Handsome Work

The Little Picture
Her hand-painted greeting cards support women with humor and style.

Photographer Kelly Povo is looking for a publisher for her new book. But despite the success of her previous books, which all sell at gift shops, no one has given Povo a contract for Gladys On Her Own just yet. Featuring images she shot of her stylized friend in Mexico, the book shares words of support for the newly divorced. It’s been well received by women and also editorial departments, Povo says, and everything goes great until it gets to the marketing department. “It’s all men in the marketing departments,” she says. “They don’t have a clue as to the way women support each other.”

Povo, on the other hand, has built a livelihood by understanding the social safety net women offer to one another. For the past nine years, Povo has been making a successful line of greeting cards. Women, of course, are the main consumers of greeting cards, so Povo is doubly tapped in; she photographs herself and her friends in vintage clothing, accessorized with retro white plastic cat-eye sunglasses and posed in parodies of the high-heeled, stay-at-home wives and moms of the mythic 1950s. With some help from her friend Phyllis Root, a children’s-book author, Povo also composes the greetings. Povo’s postcards convey messages that are sassy and humorous, and often express pride in the power of women.

The “Girls” cards have been so successful that the forty-three-year-old mother of two estimates there are now about 150 different images in the line. Povo has photographed her friends cooking, smoking, drinking, gossiping, driving, and swimming—all while dressed in those wacky clothes and sunglasses. Previously a commercial photographer, she got the idea for the cards after a friend photographed Povo’s own flashback-to the-fifties-style wedding in 1992. In one shot, she had her bridesmaids smoking and reclining atop the back seat of a convertible, while she was a sneering “bad girl” at the driver’s side door, arms akimbo. Povo liked the black-and-white images so much that she meticulously hand-colored the originals with transparent oil paints, made prints, mocked up about twenty as greeting cards, and took them out to a card show in New York. They were a hit.
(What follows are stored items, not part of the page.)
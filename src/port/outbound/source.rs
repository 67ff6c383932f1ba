//! Query engine port.
//!
//! A [`DataSource`] runs an aggregate over one table-like collection, either
//! as a single scalar or grouped by a column or bucket expression.

use chrono::{DateTime, Utc};

use crate::domain::{AggregateFunction, TrendUnit};
use crate::error::Result;

/// Inclusive UTC bounds on a date column.
#[derive(Debug, Clone, PartialEq, Eq)]
pub struct Between {
    pub column: String,
    pub start: DateTime<Utc>,
    pub end: DateTime<Utc>,
}

/// A single aggregate, optionally constrained to a window.
#[derive(Debug, Clone, PartialEq)]
pub struct ScalarQuery {
    pub function: AggregateFunction,
    pub column: String,
    pub between: Option<Between>,
}

/// A dialect-specific truncation expression and what it encodes.
///
/// `sql` is embedded verbatim by SQL engines. Engines that cannot run SQL
/// evaluate `column`, `unit` and `offset_seconds` instead, producing the same
/// key strings.
#[derive(Debug, Clone, PartialEq, Eq)]
pub struct BucketExpression {
    pub sql: String,
    pub column: String,
    pub unit: TrendUnit,
    pub offset_seconds: i32,
}

#[derive(Debug, Clone, PartialEq, Eq)]
pub enum GroupKey {
    /// Group by the raw value of a column.
    Column(String),
    /// Group by a truncated timestamp.
    Bucket(BucketExpression),
}

/// A grouped aggregate. Rows come back ordered ascending by key.
#[derive(Debug, Clone, PartialEq)]
pub struct GroupedQuery {
    pub function: AggregateFunction,
    pub column: String,
    pub group: GroupKey,
    pub between: Option<Between>,
}

/// One group returned by the engine. `aggregate` is `None` for SQL `NULL`.
#[derive(Debug, Clone, PartialEq)]
pub struct GroupedRow {
    pub key: String,
    pub aggregate: Option<f64>,
}

impl GroupedRow {
    pub fn new(key: impl Into<String>, aggregate: Option<f64>) -> Self {
        Self {
            key: key.into(),
            aggregate,
        }
    }
}

/// Port for the engine that executes aggregates.
pub trait DataSource: Send + Sync {
    /// Backend identifier used to pick a date expression dialect
    /// (`sqlite`, `mysql`, `pgsql`, ...).
    fn backend(&self) -> &str;

    /// Column counted when no value column is given.
    fn key_column(&self) -> &str {
        "id"
    }

    /// Column used for date windows when no date column is given.
    fn created_at_column(&self) -> &str {
        "created_at"
    }

    /// Run a single aggregate. `None` when the engine returns `NULL`.
    fn aggregate(&self, query: &ScalarQuery) -> Result<Option<f64>>;

    /// Run a grouped aggregate ordered ascending by key.
    fn grouped(&self, query: &GroupedQuery) -> Result<Vec<GroupedRow>>;
}
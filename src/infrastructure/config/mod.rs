//! Infrastructure configuration modules.

pub mod logging;
pub mod settings;
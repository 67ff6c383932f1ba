//! Rounding precision and mode for metric values.

use std::fmt;
use std::str::FromStr;

use rust_decimal::prelude::{FromPrimitive, ToPrimitive};
use rust_decimal::{Decimal, RoundingStrategy};
use serde::{Deserialize, Serialize};

/// How a midpoint is resolved.
#[derive(Debug, Clone, Copy, Default, PartialEq, Eq, Hash, Serialize, Deserialize)]
#[serde(rename_all = "snake_case")]
pub enum RoundingMode {
    /// 2.5 -> 3, -2.5 -> -3
    #[default]
    HalfUp,
    /// 2.5 -> 2, -2.5 -> -2
    HalfDown,
    /// 2.5 -> 2, 3.5 -> 4
    HalfEven,
    /// 2.5 -> 3, 3.5 -> 3
    HalfOdd,
}

impl fmt::Display for RoundingMode {
    fn fmt(&self, f: &mut fmt::Formatter<'_>) -> fmt::Result {
        f.write_str(match self {
            Self::HalfUp => "half_up",
            Self::HalfDown => "half_down",
            Self::HalfEven => "half_even",
            Self::HalfOdd => "half_odd",
        })
    }
}

impl FromStr for RoundingMode {
    type Err = String;

    fn from_str(s: &str) -> Result<Self, Self::Err> {
        match s.trim().to_ascii_lowercase().replace('-', "_").as_str() {
            "half_up" => Ok(Self::HalfUp),
            "half_down" => Ok(Self::HalfDown),
            "half_even" => Ok(Self::HalfEven),
            "half_odd" => Ok(Self::HalfOdd),
            other => Err(format!("unknown rounding mode '{other}'")),
        }
    }
}

/// Number of decimal places plus midpoint mode.
#[derive(Debug, Clone, Copy, Default, PartialEq, Eq, Serialize, Deserialize)]
pub struct Rounding {
    pub precision: u32,
    pub mode: RoundingMode,
}

impl Rounding {
    #[must_use]
    pub const fn new(precision: u32, mode: RoundingMode) -> Self {
        Self { precision, mode }
    }

    /// Round `value`. Non-finite values and values outside the decimal range
    /// are returned unchanged.
    #[must_use]
    pub fn apply(&self, value: f64) -> f64 {
        let Some(decimal) = Decimal::from_f64(value) else {
            return value;
        };
        self.apply_decimal(decimal).to_f64().unwrap_or(value)
    }

    #[must_use]
    pub fn apply_decimal(&self, value: Decimal) -> Decimal {
        let strategy = match self.mode {
            RoundingMode::HalfUp => RoundingStrategy::MidpointAwayFromZero,
            RoundingMode::HalfDown => RoundingStrategy::MidpointTowardZero,
            RoundingMode::HalfEven => RoundingStrategy::MidpointNearestEven,
            RoundingMode::HalfOdd => return round_half_odd(value, self.precision),
        };
        value.round_dp_with_strategy(self.precision, strategy)
    }
}

fn round_half_odd(value: Decimal, precision: u32) -> Decimal {
    let Some(factor) = 10u64.checked_pow(precision).map(Decimal::from) else {
        return value;
    };
    let Some(scaled) = value.checked_mul(factor) else {
        return value;
    };
    let truncated = scaled.trunc();
    let remainder = (scaled - truncated).abs();

    let rounded = if remainder == Decimal::new(5, 1) {
        if (truncated % Decimal::TWO).is_zero() {
            let away = if scaled.is_sign_negative() {
                -Decimal::ONE
            } else {
                Decimal::ONE
            };
            truncated + away
        } else {
            truncated
        }
    } else {
        scaled.round_dp_with_strategy(0, RoundingStrategy::MidpointAwayFromZero)
    };
    (rounded / factor).normalize()
}
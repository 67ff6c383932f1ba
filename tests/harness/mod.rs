pub mod temp_db;
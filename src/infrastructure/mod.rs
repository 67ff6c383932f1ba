//! Infrastructure layer.
//!
//! Technical concerns that support the application without containing metric
//! logic: configuration loading and logging setup.

pub mod config;
//! Wall clock and pinned clock.

use chrono::{DateTime, TimeDelta, Utc};
use parking_lot::Mutex;

use crate::port::outbound::clock::Clock;

/// Reads the system clock.
#[derive(Debug, Clone, Copy, Default)]
pub struct SystemClock;

impl Clock for SystemClock {
    fn now(&self) -> DateTime<Utc> {
        Utc::now()
    }
}

/// A clock pinned to an instant until moved explicitly.
#[derive(Debug)]
pub struct FixedClock {
    now: Mutex<DateTime<Utc>>,
}

impl FixedClock {
    #[must_use]
    pub fn new(now: DateTime<Utc>) -> Self {
        Self {
            now: Mutex::new(now),
        }
    }

    pub fn set(&self, now: DateTime<Utc>) {
        *self.now.lock() = now;
    }

    pub fn advance(&self, by: TimeDelta) {
        let mut now = self.now.lock();
        *now += by;
    }
}

impl Clock for FixedClock {
    fn now(&self) -> DateTime<Utc> {
        *self.now.lock()
    }
}

#[cfg(test)]
mod tests {
    use super::*;
    use chrono::TimeZone;

    #[test]
    fn fixed_clock_moves_only_when_told() {
        let start = Utc.with_ymd_and_hms(2024, 3, 5, 12, 0, 0).unwrap();
        let clock = FixedClock::new(start);
        assert_eq!(clock.now(), start);

        clock.advance(TimeDelta::hours(2));
        assert_eq!(clock.now(), start + TimeDelta::hours(2));

        clock.set(start);
        assert_eq!(clock.now_in(chrono_tz::Asia::Tokyo).to_rfc3339(), "2024-03-05T21:00:00+09:00");
    }

    #[test]
    fn system_clock_is_close_to_now() {
        let before = Utc::now();
        let now = SystemClock.now();
        assert!(now >= before);
    }
}
//! Application layer.
//!
//! Range resolution, dialect expressions and the three metric aggregators,
//! wired together by [`resolve::MetricContext`].

pub mod dialect;
pub mod metric;
pub mod partition;
pub mod range;
pub mod resolve;
pub mod trend;
pub mod value;

pub use dialect::{DialectRegistry, TrendDateDialect};
pub use metric::{
    Describe, Metric, MetricMeta, MetricRequest, PartitionMetric, TrendMetric, ValueMetric,
};
pub use partition::PartitionAggregator;
pub use range::{BuiltinRange, RangeResolver};
pub use resolve::MetricContext;
pub use trend::TrendAggregator;
pub use value::{percent_change, ValueAggregator};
Since then, Povo has taken her fifties obsession all the way to the Smithsonian Institution, where she’s pored over archival photos in order to keep her accessorizing honest. Povo has used wigs, rooms full of vintage toasters, and even an aquatic car to create the shots she wants. The line has expanded to include a handful of books, licensing deals, and cards for every occasion, including a series for teenagers and, most recently, the divorce series.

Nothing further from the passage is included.